= Data for this exercise =
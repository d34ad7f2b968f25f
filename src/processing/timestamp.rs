use crate::utils::{ticks_to_rtmp_timestamp, TICKS_PER_SECOND};
use log::{debug, trace};

/// Media kind a sample or marker belongs to
#[derive(Debug, Clone, Copy, PartialEq, Eq, Hash)]
pub enum MediaKind {
    Video,
    Audio,
}

impl MediaKind {
    pub fn name(&self) -> &'static str {
        match self {
            MediaKind::Video => "video",
            MediaKind::Audio => "audio",
        }
    }
}

/// Timestamps for one accepted sample
#[derive(Debug, Clone, Copy, PartialEq, Eq)]
pub struct SampleTimestamps {
    /// Derived presentation time in ticks
    pub pts: i64,
    /// Derived decode time in ticks
    pub dts: i64,
    /// Wire timestamp of the message (DTS in milliseconds, modulo 2^32)
    pub timestamp: u32,
    /// Wire PTS minus wire DTS
    pub composition_offset: u32,
    /// First sample of its kind since the state was created or reset
    pub is_first: bool,
}

/// Ticks between video frames at `numerator / denominator` frames per second
pub fn video_sample_interval(numerator: u32, denominator: u32) -> i64 {
    if numerator == 0 || denominator == 0 {
        return 0;
    }
    let fps = numerator as f64 / denominator as f64;
    (TICKS_PER_SECOND as f64 / fps).round() as i64
}

/// Ticks spanned by 1000 audio samples at `sample_rate`
pub fn audio_sample_interval(sample_rate: u32) -> i64 {
    if sample_rate == 0 {
        return 0;
    }
    (TICKS_PER_SECOND as f64 / (sample_rate as f64 / 1000.0)).round() as i64
}

/// Per kind timing state
#[derive(Debug, Clone)]
pub struct SampleTimingState {
    kind: MediaKind,
    start_pts: i64,
    last_pts: i64,
    last_dts: i64,
    last_original_pts: i64,
    last_original_dts: i64,
    gap_length: i64,
    sample_interval: i64,
    timestamp_base: i64,
    end_of_stream: bool,
}

impl SampleTimingState {
    /// `timestamp_base` is the last DTS of a previous publish, 0 for a fresh one
    pub fn new(kind: MediaKind, sample_interval: i64, timestamp_base: i64) -> Self {
        SampleTimingState {
            kind,
            start_pts: -1,
            last_pts: 0,
            last_dts: 0,
            last_original_pts: 0,
            last_original_dts: 0,
            gap_length: 0,
            sample_interval,
            timestamp_base,
            end_of_stream: false,
        }
    }

    pub fn kind(&self) -> MediaKind {
        self.kind
    }

    pub fn has_started(&self) -> bool {
        self.start_pts >= 0
    }

    pub fn start_pts(&self) -> Option<i64> {
        self.has_started().then_some(self.start_pts)
    }

    pub fn last_pts(&self) -> i64 {
        self.last_pts
    }

    pub fn last_dts(&self) -> i64 {
        self.last_dts
    }

    pub fn gap_length(&self) -> i64 {
        self.gap_length
    }

    pub fn is_end_of_stream(&self) -> bool {
        self.end_of_stream
    }

    /// Shift applied to every timestamp when resuming a previous publish
    pub fn publish_offset(&self) -> i64 {
        if self.timestamp_base > 0 {
            self.timestamp_base + self.sample_interval
        } else {
            0
        }
    }

    /// Back to the state of a fresh session, keeping interval and base
    pub fn reset(&mut self) {
        *self = SampleTimingState::new(self.kind, self.sample_interval, self.timestamp_base);
    }

    fn next_video(&mut self, original_pts: i64, original_dts: Option<i64>, clock_start: i64) -> (i64, i64, bool) {
        let original_dts = match original_dts {
            Some(dts) if dts >= 0 => dts,
            _ => original_pts,
        };
        let offset = self.publish_offset();
        let is_first = !self.has_started();

        let (pts, dts) = if is_first {
            let (pts, dts) = if original_dts > clock_start {
                let dts = clock_start + offset;
                (dts, dts)
            } else {
                (original_pts + offset, original_dts + offset)
            };
            self.start_pts = pts;
            (pts, dts)
        } else if self.gap_length > 0 {
            let frame_offset = (original_dts - self.last_original_dts) - self.gap_length;
            self.gap_length = 0;
            (original_pts + offset, self.last_dts + frame_offset)
        } else {
            (original_pts + offset, self.last_dts + (original_dts - self.last_original_dts))
        };

        self.last_original_pts = original_pts;
        self.last_original_dts = original_dts;
        self.last_pts = pts;
        self.last_dts = dts;
        (pts, dts, is_first)
    }

    fn next_audio(&mut self, original_pts: i64) -> (i64, i64, bool) {
        let pts = original_pts + self.publish_offset();
        let is_first = !self.has_started();
        if is_first {
            self.start_pts = pts;
        }
        self.gap_length = 0;

        self.last_original_pts = original_pts;
        self.last_original_dts = original_pts;
        self.last_pts = pts;
        self.last_dts = pts;
        (pts, pts, is_first)
    }

    fn tick(&mut self, at: i64) {
        if !self.has_started() {
            debug!("Ignoring {} tick at {} before the first sample", self.kind.name(), at);
            return;
        }
        self.gap_length += at - self.last_original_pts;
        self.last_original_pts = at;
        debug!("{} stream gap at {}, gap length {}", self.kind.name(), at, self.gap_length);
    }
}

/// Timing for both media kinds of one publish session.
///
/// All arithmetic is done in 100 ns ticks and only reduced to 32 bit
/// milliseconds when a message is framed. Video DTS follows the source DTS
/// deltas, with any discontinuity reported through [`TimestampSynchronizer::tick`]
/// subtracted once from the next delta. Audio timestamps are the source PTS
/// shifted by the publish offset.
#[derive(Debug, Clone)]
pub struct TimestampSynchronizer {
    clock_start: Option<i64>,
    video: SampleTimingState,
    audio: SampleTimingState,
}

impl TimestampSynchronizer {
    pub fn new(video: SampleTimingState, audio: SampleTimingState) -> Self {
        TimestampSynchronizer {
            clock_start: None,
            video,
            audio,
        }
    }

    /// Record the clock start offset; samples before it are dropped
    pub fn on_clock_start(&mut self, offset: i64) {
        debug!("Clock started at offset {}", offset);
        self.clock_start = Some(offset);
    }

    pub fn clock_start(&self) -> Option<i64> {
        self.clock_start
    }

    pub fn state(&self, kind: MediaKind) -> &SampleTimingState {
        match kind {
            MediaKind::Video => &self.video,
            MediaKind::Audio => &self.audio,
        }
    }

    fn state_mut(&mut self, kind: MediaKind) -> &mut SampleTimingState {
        match kind {
            MediaKind::Video => &mut self.video,
            MediaKind::Audio => &mut self.audio,
        }
    }

    /// Derive timestamps for a sample, or `None` when it must be dropped
    pub fn on_sample(&mut self, kind: MediaKind, pts: i64, dts: Option<i64>) -> Option<SampleTimestamps> {
        let clock_start = self.clock_start?;
        if pts < clock_start {
            trace!("Dropping {} sample at {} before clock start {}", kind.name(), pts, clock_start);
            return None;
        }

        let state = self.state_mut(kind);
        if state.end_of_stream {
            trace!("Dropping {} sample at {} after end of segment", kind.name(), pts);
            return None;
        }

        let (pts, dts, is_first) = match kind {
            MediaKind::Video => state.next_video(pts, dts, clock_start),
            MediaKind::Audio => state.next_audio(pts),
        };

        let wire_pts = ticks_to_rtmp_timestamp(pts);
        let wire_dts = ticks_to_rtmp_timestamp(dts);
        Some(SampleTimestamps {
            pts,
            dts,
            timestamp: wire_dts,
            composition_offset: wire_pts.wrapping_sub(wire_dts),
            is_first,
        })
    }

    /// Discontinuity marker: source time jumped to `at` without a sample
    pub fn tick(&mut self, kind: MediaKind, at: i64) {
        self.state_mut(kind).tick(at);
    }

    pub fn end_of_segment(&mut self, kind: MediaKind) {
        debug!("{} stream end of segment", kind.name());
        self.state_mut(kind).end_of_stream = true;
    }

    pub fn is_end_of_stream(&self, kind: MediaKind) -> bool {
        self.state(kind).end_of_stream
    }

    /// Last derived DTS in ticks, usable as the next session's timestamp base
    pub fn last_dts(&self, kind: MediaKind) -> i64 {
        self.state(kind).last_dts
    }

    /// Forget the clock and every sample; done when the session closes
    pub fn reset(&mut self) {
        self.clock_start = None;
        self.video.reset();
        self.audio.reset();
    }
}
use crate::amf::amf0::{markers, Amf0Value};
use crate::{ByteBuffer, Error};
use crate::Result;

const MAX_SHORT_STRING: usize = u16::MAX as usize;

pub struct Amf0Encoder {
    buffer: ByteBuffer,
}

impl Amf0Encoder {
    pub fn new() -> Self {
        Amf0Encoder {
            buffer: ByteBuffer::with_capacity(256),
        }
    }

    pub fn encode(&mut self, value: &Amf0Value) -> Result<()> {
        match value {
            Amf0Value::Number(n) => {
                self.buffer.write_u8(markers::NUMBER)?;
                self.buffer.write_f64_be(*n)?;
            }
            Amf0Value::Boolean(b) => {
                self.buffer.write_u8(markers::BOOLEAN)?;
                self.buffer.write_u8(u8::from(*b))?;
            }
            Amf0Value::String(s) => self.encode_string(s)?,
            Amf0Value::Object(properties) => self.encode_object(properties)?,
            Amf0Value::Null => self.buffer.write_u8(markers::NULL)?,
            Amf0Value::Undefined => self.buffer.write_u8(markers::UNDEFINED)?,
            Amf0Value::Array => {
                self.buffer.write_u8(markers::STRICT_ARRAY)?;
                self.buffer.write_u32_be(0)?;
            }
        }
        Ok(())
    }

    fn encode_string(&mut self, value: &str) -> Result<()> {
        let bytes = value.as_bytes();
        if bytes.len() > MAX_SHORT_STRING {
            let len = u32::try_from(bytes.len())
                .map_err(|_| Error::amf_encode("String exceeds 4 GiB"))?;
            self.buffer.write_u8(markers::LONG_STRING)?;
            self.buffer.write_u32_be(len)?;
        } else {
            self.buffer.write_u8(markers::STRING)?;
            self.buffer.write_u16_be(bytes.len() as u16)?;
        }
        self.buffer.write_bytes(bytes)?;
        Ok(())
    }

    fn encode_object(&mut self, properties: &[(String, Amf0Value)]) -> Result<()> {
        self.buffer.write_u8(markers::OBJECT)?;
        for (name, value) in properties {
            self.write_property_name(name)?;
            self.encode(value)?;
        }
        self.buffer.write_u16_be(0)?;
        self.buffer.write_u8(markers::OBJECT_END)?;
        Ok(())
    }

    /// Property names are written without a type marker
    fn write_property_name(&mut self, name: &str) -> Result<()> {
        let bytes = name.as_bytes();
        if bytes.is_empty() {
            return Err(Error::amf_encode("Object property name must not be empty"));
        }
        if bytes.len() > MAX_SHORT_STRING {
            return Err(Error::amf_encode(format!("Property name too long: {} bytes", bytes.len())));
        }
        self.buffer.write_u16_be(bytes.len() as u16)?;
        self.buffer.write_bytes(bytes)?;
        Ok(())
    }

    pub fn get_bytes(&self) -> Vec<u8> {
        self.buffer.to_vec()
    }

    pub fn into_bytes(self) -> Vec<u8> {
        self.buffer.into_vec()
    }
}

impl Default for Amf0Encoder {
    fn default() -> Self {
        Self::new()
    }
}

= Activity =
In the listing above, which lines include the string "round"? Return every one of them.

= Exercise result =
    (TICKS_PER_SECOND as f64 / fps).round() as i64
    (TICKS_PER_SECOND as f64 / (sample_rate as f64 / 1000.0)).round() as i64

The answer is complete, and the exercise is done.